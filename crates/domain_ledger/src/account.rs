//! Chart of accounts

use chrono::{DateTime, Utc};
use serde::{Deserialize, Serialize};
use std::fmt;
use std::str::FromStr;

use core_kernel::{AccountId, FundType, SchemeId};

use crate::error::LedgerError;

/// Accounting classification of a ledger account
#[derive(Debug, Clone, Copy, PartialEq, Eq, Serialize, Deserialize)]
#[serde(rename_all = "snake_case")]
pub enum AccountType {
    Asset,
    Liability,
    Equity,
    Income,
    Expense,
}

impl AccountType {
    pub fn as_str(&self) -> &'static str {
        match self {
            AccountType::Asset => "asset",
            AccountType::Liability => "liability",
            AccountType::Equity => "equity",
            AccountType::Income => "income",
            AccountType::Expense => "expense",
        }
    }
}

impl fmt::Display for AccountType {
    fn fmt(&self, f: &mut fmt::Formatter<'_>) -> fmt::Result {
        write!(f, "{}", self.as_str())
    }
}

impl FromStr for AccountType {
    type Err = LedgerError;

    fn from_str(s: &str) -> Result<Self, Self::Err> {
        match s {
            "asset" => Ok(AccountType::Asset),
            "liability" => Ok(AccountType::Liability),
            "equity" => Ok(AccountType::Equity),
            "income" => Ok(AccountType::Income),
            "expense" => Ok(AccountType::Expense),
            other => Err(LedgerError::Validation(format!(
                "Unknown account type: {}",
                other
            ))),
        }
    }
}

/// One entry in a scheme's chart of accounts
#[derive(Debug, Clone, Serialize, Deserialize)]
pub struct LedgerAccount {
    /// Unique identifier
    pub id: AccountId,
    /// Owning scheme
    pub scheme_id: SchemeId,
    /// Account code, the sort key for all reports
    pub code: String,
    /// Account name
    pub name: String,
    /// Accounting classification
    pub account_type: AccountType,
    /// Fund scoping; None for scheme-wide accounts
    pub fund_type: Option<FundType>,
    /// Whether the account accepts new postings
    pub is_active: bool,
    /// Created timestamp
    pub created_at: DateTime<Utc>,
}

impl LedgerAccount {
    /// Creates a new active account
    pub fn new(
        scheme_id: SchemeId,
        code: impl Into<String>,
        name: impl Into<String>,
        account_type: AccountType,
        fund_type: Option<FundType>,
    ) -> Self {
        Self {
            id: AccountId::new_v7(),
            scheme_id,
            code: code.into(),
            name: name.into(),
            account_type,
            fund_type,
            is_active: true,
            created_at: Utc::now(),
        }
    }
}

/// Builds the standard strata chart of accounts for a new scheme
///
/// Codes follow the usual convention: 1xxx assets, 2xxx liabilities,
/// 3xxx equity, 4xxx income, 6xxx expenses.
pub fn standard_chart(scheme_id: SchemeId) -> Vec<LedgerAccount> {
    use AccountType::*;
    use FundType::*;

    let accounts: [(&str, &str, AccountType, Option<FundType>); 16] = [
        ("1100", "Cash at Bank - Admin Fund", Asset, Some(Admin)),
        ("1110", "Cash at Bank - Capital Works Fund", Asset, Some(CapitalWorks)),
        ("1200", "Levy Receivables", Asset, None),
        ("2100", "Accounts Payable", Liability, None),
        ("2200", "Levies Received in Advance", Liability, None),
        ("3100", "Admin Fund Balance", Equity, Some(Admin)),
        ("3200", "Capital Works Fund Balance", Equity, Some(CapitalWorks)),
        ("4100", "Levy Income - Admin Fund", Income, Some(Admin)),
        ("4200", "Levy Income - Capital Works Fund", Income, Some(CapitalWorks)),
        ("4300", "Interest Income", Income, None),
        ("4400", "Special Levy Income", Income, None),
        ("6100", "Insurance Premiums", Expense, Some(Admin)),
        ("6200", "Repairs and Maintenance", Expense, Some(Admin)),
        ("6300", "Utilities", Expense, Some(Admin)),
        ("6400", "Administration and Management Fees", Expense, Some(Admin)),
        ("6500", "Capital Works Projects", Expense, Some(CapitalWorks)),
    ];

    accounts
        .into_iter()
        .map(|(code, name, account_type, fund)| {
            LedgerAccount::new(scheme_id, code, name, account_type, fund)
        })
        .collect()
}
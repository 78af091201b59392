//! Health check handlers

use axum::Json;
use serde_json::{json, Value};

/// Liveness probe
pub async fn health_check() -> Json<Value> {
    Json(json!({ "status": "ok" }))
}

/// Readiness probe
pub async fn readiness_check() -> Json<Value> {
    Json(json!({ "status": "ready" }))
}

* * *

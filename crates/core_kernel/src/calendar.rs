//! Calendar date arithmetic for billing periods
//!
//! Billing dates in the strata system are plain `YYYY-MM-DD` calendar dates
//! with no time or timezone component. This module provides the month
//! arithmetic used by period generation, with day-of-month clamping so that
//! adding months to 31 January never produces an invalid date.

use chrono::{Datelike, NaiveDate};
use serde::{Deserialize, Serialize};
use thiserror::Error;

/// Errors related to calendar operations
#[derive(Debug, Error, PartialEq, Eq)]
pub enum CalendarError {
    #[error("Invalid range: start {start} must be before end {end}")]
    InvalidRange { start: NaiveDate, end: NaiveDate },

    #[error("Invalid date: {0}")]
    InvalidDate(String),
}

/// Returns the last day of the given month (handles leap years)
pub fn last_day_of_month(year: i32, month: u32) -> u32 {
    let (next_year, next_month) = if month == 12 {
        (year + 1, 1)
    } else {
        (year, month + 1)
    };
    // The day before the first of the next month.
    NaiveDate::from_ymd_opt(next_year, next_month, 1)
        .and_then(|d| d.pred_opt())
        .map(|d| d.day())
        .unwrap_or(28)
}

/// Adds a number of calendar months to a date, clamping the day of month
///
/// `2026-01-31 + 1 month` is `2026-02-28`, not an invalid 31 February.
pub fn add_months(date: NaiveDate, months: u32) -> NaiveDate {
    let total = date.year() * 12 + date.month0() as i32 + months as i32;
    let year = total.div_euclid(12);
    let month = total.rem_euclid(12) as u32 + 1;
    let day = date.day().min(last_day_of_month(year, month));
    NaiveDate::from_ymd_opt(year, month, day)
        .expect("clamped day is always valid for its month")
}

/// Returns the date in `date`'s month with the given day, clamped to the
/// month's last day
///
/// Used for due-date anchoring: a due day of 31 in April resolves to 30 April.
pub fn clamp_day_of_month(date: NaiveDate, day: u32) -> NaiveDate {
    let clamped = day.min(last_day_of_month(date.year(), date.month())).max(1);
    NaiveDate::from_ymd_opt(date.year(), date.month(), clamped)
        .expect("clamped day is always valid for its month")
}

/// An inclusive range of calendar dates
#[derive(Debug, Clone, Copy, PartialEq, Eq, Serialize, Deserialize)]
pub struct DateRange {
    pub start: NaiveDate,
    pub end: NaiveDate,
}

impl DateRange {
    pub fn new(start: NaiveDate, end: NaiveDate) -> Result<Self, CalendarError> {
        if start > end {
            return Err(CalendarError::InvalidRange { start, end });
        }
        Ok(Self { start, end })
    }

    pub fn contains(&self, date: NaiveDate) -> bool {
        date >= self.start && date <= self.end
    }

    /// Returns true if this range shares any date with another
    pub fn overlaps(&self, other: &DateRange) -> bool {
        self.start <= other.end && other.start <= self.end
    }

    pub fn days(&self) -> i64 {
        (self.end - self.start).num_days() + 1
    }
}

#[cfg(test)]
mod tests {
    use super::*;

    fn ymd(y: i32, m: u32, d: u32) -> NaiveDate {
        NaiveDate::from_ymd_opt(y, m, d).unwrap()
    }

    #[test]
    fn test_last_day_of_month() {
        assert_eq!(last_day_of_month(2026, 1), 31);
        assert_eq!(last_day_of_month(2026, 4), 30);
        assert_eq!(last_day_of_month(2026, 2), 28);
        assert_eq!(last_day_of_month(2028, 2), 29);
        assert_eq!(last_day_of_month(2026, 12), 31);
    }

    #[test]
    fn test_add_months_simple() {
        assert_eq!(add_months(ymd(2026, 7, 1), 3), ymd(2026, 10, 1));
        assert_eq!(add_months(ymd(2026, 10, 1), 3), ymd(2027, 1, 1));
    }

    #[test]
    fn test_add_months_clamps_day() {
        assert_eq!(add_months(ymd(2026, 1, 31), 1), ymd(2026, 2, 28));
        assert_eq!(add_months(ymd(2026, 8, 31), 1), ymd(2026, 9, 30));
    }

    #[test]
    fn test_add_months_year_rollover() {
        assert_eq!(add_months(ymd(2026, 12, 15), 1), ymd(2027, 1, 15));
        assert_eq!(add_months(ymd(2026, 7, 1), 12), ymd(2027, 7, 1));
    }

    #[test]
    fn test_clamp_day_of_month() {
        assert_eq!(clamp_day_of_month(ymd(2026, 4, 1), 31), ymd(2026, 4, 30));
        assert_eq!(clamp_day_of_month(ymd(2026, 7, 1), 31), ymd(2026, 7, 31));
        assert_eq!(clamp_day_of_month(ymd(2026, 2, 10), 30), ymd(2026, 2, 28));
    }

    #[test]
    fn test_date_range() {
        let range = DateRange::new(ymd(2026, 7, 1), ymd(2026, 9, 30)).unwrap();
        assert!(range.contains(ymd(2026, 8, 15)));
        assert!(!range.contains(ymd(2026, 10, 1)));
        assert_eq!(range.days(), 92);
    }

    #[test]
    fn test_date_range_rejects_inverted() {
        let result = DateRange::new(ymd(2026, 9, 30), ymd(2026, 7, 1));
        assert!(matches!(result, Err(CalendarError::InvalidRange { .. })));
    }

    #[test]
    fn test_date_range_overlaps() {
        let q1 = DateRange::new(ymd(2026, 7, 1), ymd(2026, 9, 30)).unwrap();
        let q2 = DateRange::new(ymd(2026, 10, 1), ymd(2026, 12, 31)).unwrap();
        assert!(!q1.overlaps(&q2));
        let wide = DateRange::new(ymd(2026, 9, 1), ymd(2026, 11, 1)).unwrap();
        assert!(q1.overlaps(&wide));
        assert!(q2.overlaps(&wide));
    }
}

Problem to solve:
Of the entries above, repeat exactly the lines from the line with "let total = date.year()" through the line with "pub fn clamp_day_of_month(date: NaiveDate, day: u32)", both of them included.

Expected answer:
    let total = date.year() * 12 + date.month0() as i32 + months as i32;
    let year = total.div_euclid(12);
    let month = total.rem_euclid(12) as u32 + 1;
    let day = date.day().min(last_day_of_month(year, month));
    NaiveDate::from_ymd_opt(year, month, day)
        .expect("clamped day is always valid for its month")
}

/// Returns the date in `date`'s month with the given day, clamped to the
/// month's last day
///
/// Used for due-date anchoring: a due day of 31 in April resolves to 30 April.
pub fn clamp_day_of_month(date: NaiveDate, day: u32) -> NaiveDate {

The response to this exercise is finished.